No começo, a resistência foi grande: ela defende-se com os braços languidos, que logo foram vencidos pelo cansaço e pela violência dos ataques, acertou a parte superior do crânio e continuou até que a dureza deu espaço a uma maciez gostosa de atacar, quando parou, parte da massa encefálica escapou para a região com menor pressão, tocou-a: era quente e um pouco mais rija do que ele imaginava, porém com certa plasticidade que lhe lembrou dos caminhos vaginianos.

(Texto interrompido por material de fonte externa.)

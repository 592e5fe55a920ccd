use crate::document::{Document, Value};
use crate::errors::{DocketError, DocketResult, ErrorKind};

/// Converts a [Value] to its on-disk JSON form.
///
/// # Errors
///
/// `EncodingError` for non-finite floats, which have no JSON representation.
pub(crate) fn value_to_json(value: &Value) -> DocketResult<serde_json::Value> {
    match value {
        Value::Null => Ok(serde_json::Value::Null),
        Value::Bool(b) => Ok(serde_json::Value::Bool(*b)),
        Value::Int(i) => Ok(serde_json::Value::Number((*i).into())),
        Value::Float(f) => serde_json::Number::from_f64(*f)
            .map(serde_json::Value::Number)
            .ok_or_else(|| {
                log::error!("Cannot encode non-finite float {} as JSON", f);
                DocketError::new(
                    &format!("cannot encode non-finite float: {}", f),
                    ErrorKind::EncodingError,
                )
            }),
        Value::String(s) => Ok(serde_json::Value::String(s.clone())),
        Value::Array(items) => {
            let mut array = Vec::with_capacity(items.len());
            for item in items {
                array.push(value_to_json(item)?);
            }
            Ok(serde_json::Value::Array(array))
        }
        Value::Document(doc) => document_to_json(doc),
    }
}

pub(crate) fn document_to_json(doc: &Document) -> DocketResult<serde_json::Value> {
    let mut map = serde_json::Map::with_capacity(doc.len());
    for (key, value) in doc.iter() {
        map.insert(key.clone(), value_to_json(value)?);
    }
    Ok(serde_json::Value::Object(map))
}

/// Converts on-disk JSON back to a [Value].
///
/// Integral JSON numbers become `Int`, everything else `Float`, so values
/// written by [value_to_json] read back structurally equal.
pub(crate) fn value_from_json(json: &serde_json::Value) -> DocketResult<Value> {
    match json {
        serde_json::Value::Null => Ok(Value::Null),
        serde_json::Value::Bool(b) => Ok(Value::Bool(*b)),
        serde_json::Value::Number(n) => {
            if let Some(i) = n.as_i64() {
                Ok(Value::Int(i))
            } else if let Some(f) = n.as_f64() {
                Ok(Value::Float(f))
            } else {
                // u64 beyond i64::MAX
                Err(DocketError::new(
                    &format!("number out of supported range: {}", n),
                    ErrorKind::EncodingError,
                ))
            }
        }
        serde_json::Value::String(s) => Ok(Value::String(s.clone())),
        serde_json::Value::Array(items) => {
            let mut array = Vec::with_capacity(items.len());
            for item in items {
                array.push(value_from_json(item)?);
            }
            Ok(Value::Array(array))
        }
        serde_json::Value::Object(_) => Ok(Value::Document(document_from_json(json)?)),
    }
}

pub(crate) fn document_from_json(json: &serde_json::Value) -> DocketResult<Document> {
    let map = json.as_object().ok_or_else(|| {
        DocketError::new(
            "expected a JSON object for a document",
            ErrorKind::EncodingError,
        )
    })?;
    let mut doc = Document::new();
    for (key, value) in map {
        doc.put(key, value_from_json(value)?)?;
    }
    Ok(doc)
}

/// Serializes a whole collection as a JSON array of documents.
pub(crate) fn collection_to_json(docs: &[Document]) -> DocketResult<String> {
    let mut array = Vec::with_capacity(docs.len());
    for doc in docs {
        array.push(document_to_json(doc)?);
    }
    Ok(serde_json::Value::Array(array).to_string())
}

/// Deserializes a whole collection from its JSON array form.
///
/// # Errors
///
/// `EncodingError` when the payload is not an array of objects; callers
/// dealing with the backing medium wrap this into a `StorageError`.
pub(crate) fn collection_from_json(text: &str) -> DocketResult<Vec<Document>> {
    let json: serde_json::Value = serde_json::from_str(text)?;
    let items = json.as_array().ok_or_else(|| {
        DocketError::new(
            "expected a JSON array of documents",
            ErrorKind::EncodingError,
        )
    })?;
    let mut docs = Vec::with_capacity(items.len());
    for item in items {
        docs.push(document_from_json(item)?);
    }
    Ok(docs)
}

Mesmo com o pênis ferido, sentiu nova excitação, não a causada pelo furor do momento, e sim uma de paixão, que gela o peito a princípio para depois esquentar o corpo com a vontade da ação, que lhe fugira com aquela clériga e tantas outras situações formadas das mais puras imagens. A cada pulso do seu coração inocente, que não poderia jamais julgar se o sangue que ele mandava aos membros seguiriam seus verdadeiros propósitos, a dor e o prazer confluíam em sentimento um, estranho e sublime.

O pênis penetrou o buraco feito no crânio e furou o cérebro contundido. A asiática debatia-se em espasmos desesperados que simulavam as contrações vaginais, o cefalofílico sentia a sua uretra sendo preenchida pela inteligência da garota em choque. O calor, a pressão interna, as tremedeiras desesperadas daquele corpo agoniante! Ele agarrou-lhe os cabelos e pressionou a cabeça ainda vibrante contra a carne fálica e hemorrágica, a força do enlaço dos dedos com os fios negros e avermelhados separou do couro-cabeludo mechas e mais mechas de cabelos que foram sendo substituídas por outras agarradas com cada vez mais força até que junto com o cessar dos espasmos do corpo agoniante, cessou-se também o furor do cefalofílico.

Ele prostrou-se exausto e com o pênis ainda penetrado por sobre sua amante e com ela pereceu num sonho harmonioso de morte, prazer, sangue, cabelos, miolos e sêmen.